> [ASSIGNMENT]: What lines below mention the word "path"? Copy each one.

> [DATA SUPPLIED]:
----

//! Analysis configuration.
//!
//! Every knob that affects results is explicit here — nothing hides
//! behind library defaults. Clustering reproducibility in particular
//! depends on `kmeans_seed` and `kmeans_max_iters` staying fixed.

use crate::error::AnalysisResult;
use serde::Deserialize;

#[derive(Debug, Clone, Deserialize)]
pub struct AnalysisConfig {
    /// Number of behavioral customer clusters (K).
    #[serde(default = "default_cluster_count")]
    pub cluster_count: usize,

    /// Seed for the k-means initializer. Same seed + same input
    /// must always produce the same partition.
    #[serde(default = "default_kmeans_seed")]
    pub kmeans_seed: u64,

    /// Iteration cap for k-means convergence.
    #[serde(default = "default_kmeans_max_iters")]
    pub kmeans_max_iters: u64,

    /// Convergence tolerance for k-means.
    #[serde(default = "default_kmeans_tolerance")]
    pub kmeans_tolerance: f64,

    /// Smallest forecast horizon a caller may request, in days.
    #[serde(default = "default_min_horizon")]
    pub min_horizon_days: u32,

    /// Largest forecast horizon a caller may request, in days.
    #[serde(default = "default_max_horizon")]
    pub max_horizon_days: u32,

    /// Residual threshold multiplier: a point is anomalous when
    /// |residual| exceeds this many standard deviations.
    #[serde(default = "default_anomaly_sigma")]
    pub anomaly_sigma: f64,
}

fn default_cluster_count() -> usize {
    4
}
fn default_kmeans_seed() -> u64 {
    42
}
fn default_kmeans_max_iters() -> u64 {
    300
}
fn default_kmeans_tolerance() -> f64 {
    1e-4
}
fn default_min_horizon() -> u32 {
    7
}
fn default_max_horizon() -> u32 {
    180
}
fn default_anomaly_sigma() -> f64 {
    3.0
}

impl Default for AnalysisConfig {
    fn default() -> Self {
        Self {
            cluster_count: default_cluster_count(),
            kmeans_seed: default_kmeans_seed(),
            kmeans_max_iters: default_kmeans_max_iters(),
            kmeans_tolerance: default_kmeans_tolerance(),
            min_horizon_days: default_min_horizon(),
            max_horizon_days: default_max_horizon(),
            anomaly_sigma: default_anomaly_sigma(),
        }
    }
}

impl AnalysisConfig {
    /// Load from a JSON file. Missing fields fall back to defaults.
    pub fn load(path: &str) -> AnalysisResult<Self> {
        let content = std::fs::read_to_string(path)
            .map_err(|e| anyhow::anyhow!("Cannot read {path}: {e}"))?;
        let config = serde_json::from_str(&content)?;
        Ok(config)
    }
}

----

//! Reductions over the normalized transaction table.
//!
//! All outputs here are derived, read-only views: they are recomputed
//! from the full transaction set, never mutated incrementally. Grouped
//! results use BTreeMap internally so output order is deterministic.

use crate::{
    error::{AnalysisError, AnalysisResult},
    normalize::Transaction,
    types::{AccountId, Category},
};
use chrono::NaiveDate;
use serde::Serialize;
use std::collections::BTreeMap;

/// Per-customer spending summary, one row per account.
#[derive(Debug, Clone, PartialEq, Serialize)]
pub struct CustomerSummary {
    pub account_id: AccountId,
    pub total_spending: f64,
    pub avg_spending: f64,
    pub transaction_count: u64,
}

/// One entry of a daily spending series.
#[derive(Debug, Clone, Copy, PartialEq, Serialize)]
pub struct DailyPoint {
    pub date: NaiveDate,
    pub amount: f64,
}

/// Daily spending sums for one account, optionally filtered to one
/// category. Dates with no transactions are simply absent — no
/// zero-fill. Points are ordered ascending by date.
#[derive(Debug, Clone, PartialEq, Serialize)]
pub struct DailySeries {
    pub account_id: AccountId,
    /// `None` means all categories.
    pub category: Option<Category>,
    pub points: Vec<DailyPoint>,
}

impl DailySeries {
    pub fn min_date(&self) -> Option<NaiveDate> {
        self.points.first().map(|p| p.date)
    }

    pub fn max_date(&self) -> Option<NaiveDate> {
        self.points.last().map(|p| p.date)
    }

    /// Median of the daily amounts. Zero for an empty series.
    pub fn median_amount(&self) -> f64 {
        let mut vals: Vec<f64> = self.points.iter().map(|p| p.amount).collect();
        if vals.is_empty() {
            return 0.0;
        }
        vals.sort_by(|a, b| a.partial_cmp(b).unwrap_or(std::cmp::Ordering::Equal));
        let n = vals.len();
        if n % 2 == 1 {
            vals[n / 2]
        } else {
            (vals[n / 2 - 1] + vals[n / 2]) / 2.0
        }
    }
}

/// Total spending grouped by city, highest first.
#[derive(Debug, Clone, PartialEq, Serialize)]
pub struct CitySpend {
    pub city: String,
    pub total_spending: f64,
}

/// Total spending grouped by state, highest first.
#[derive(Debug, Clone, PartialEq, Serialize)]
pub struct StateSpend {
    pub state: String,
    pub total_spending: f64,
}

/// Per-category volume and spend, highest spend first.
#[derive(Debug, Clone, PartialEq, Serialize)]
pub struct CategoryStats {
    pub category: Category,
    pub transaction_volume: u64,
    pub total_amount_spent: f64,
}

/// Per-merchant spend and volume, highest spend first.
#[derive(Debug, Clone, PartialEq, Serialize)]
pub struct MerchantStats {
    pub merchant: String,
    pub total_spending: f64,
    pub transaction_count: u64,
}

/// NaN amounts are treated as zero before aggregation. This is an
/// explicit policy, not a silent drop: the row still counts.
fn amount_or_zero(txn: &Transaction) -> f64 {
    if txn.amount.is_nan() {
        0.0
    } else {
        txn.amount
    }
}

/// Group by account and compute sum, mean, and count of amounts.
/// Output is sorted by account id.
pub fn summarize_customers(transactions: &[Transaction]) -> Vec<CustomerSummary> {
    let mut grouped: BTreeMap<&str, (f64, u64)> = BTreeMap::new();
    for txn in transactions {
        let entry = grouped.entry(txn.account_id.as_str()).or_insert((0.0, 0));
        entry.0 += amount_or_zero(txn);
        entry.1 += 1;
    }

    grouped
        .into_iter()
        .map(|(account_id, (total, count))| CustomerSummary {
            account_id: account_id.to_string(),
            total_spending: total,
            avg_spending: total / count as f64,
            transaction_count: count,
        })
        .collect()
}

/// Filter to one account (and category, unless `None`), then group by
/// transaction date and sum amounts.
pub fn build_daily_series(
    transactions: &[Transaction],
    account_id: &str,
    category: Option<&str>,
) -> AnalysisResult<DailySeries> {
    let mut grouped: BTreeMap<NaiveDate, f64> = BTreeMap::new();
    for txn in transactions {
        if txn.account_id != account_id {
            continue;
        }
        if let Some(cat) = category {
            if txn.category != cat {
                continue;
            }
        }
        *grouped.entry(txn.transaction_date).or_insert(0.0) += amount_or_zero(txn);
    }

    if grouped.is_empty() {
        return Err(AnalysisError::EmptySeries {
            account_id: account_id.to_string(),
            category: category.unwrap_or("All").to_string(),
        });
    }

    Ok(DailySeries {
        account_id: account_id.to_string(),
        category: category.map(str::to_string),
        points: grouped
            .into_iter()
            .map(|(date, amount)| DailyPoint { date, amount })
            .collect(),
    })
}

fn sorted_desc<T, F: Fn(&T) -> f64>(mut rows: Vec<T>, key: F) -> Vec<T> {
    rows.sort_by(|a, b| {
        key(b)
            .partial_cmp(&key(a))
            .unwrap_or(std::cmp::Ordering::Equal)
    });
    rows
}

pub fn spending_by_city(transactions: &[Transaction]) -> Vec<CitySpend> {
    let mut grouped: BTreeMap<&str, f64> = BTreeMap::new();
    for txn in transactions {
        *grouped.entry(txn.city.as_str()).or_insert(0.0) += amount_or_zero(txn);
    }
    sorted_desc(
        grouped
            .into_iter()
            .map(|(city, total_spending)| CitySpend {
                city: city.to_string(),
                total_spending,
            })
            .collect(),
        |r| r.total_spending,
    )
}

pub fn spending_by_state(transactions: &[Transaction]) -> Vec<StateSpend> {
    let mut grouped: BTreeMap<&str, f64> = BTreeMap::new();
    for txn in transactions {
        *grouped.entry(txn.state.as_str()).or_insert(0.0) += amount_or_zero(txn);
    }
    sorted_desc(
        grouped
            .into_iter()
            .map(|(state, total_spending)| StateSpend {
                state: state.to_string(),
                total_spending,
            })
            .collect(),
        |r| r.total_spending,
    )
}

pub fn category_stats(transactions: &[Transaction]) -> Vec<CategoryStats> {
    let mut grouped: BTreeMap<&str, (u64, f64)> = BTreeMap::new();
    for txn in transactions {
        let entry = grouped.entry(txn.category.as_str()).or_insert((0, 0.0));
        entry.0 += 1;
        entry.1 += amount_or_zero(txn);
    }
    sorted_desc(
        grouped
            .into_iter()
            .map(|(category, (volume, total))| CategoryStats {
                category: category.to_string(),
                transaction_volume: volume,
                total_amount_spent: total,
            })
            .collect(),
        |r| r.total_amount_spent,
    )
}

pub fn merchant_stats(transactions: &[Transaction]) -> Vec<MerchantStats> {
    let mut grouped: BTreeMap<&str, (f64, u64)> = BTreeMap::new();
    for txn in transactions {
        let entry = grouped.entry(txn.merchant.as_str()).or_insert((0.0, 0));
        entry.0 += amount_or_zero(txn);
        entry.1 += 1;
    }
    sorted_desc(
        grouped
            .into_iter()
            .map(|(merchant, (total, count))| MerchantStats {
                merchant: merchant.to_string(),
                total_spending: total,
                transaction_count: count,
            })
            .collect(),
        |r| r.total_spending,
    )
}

----

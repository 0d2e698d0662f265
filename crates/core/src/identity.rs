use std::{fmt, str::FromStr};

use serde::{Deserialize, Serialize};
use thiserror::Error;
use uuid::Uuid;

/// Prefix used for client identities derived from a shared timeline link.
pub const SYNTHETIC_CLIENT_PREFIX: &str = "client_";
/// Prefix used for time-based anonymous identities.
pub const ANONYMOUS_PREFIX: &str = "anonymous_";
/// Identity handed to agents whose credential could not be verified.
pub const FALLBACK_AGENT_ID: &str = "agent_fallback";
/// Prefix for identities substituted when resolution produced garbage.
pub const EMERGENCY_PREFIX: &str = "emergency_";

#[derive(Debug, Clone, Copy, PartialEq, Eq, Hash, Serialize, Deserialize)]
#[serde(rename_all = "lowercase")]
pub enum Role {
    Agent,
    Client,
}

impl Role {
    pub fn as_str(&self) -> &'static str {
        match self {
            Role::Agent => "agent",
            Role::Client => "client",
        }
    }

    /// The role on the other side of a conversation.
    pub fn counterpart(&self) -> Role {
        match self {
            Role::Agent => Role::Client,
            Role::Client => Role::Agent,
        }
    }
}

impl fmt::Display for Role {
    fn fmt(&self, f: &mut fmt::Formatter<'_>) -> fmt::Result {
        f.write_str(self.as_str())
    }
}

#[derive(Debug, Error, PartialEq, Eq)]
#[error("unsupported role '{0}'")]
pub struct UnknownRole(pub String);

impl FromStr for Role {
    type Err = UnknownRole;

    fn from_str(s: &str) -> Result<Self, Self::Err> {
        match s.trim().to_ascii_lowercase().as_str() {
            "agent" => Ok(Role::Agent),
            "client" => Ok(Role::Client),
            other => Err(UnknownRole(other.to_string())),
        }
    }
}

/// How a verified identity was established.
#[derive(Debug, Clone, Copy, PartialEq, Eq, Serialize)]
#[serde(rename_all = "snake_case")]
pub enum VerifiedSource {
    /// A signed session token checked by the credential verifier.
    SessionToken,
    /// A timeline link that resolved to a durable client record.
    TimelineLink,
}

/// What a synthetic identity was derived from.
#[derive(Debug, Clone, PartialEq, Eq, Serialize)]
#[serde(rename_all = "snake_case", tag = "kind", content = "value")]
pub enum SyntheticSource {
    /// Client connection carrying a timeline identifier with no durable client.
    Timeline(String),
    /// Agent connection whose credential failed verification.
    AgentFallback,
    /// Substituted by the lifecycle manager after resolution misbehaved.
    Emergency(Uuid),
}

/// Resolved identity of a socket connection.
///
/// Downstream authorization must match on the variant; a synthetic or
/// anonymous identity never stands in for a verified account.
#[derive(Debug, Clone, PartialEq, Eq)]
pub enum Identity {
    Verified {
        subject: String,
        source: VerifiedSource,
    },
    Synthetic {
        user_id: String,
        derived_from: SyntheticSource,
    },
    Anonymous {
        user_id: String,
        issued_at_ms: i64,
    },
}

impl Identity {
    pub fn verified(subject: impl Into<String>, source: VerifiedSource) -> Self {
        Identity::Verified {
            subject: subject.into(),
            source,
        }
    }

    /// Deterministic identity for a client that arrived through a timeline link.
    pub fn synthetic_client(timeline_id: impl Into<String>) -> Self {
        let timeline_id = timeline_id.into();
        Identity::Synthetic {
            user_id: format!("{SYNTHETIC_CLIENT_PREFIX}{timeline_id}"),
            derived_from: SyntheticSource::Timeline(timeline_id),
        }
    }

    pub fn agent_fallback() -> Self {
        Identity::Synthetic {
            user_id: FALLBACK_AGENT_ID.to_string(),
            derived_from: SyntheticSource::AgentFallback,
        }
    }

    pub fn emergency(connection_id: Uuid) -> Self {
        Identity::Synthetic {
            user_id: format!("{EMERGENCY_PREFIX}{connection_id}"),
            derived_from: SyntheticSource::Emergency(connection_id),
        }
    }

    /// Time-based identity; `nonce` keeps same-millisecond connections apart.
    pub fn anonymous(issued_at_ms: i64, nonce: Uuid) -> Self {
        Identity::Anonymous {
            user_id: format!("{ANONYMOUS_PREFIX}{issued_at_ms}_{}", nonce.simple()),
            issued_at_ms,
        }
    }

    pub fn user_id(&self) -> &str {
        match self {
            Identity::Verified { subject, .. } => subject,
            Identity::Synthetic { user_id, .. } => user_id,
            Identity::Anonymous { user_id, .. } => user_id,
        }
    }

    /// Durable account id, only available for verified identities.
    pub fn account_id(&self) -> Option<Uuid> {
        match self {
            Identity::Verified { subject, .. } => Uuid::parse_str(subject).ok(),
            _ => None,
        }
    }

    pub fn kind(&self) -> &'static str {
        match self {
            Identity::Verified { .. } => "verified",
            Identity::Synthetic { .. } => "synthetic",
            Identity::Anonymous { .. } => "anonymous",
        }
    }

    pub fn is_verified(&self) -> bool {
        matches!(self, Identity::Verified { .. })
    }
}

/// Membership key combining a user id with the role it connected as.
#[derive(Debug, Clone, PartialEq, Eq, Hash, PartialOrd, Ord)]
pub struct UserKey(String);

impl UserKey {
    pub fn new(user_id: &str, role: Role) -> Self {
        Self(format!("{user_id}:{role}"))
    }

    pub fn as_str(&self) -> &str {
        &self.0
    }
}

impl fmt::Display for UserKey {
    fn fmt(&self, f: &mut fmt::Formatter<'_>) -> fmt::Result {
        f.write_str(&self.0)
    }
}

----

> [OUTPUT]:
    pub fn load(path: &str) -> AnalysisResult<Self> {
        let content = std::fs::read_to_string(path)
            .map_err(|e| anyhow::anyhow!("Cannot read {path}: {e}"))?;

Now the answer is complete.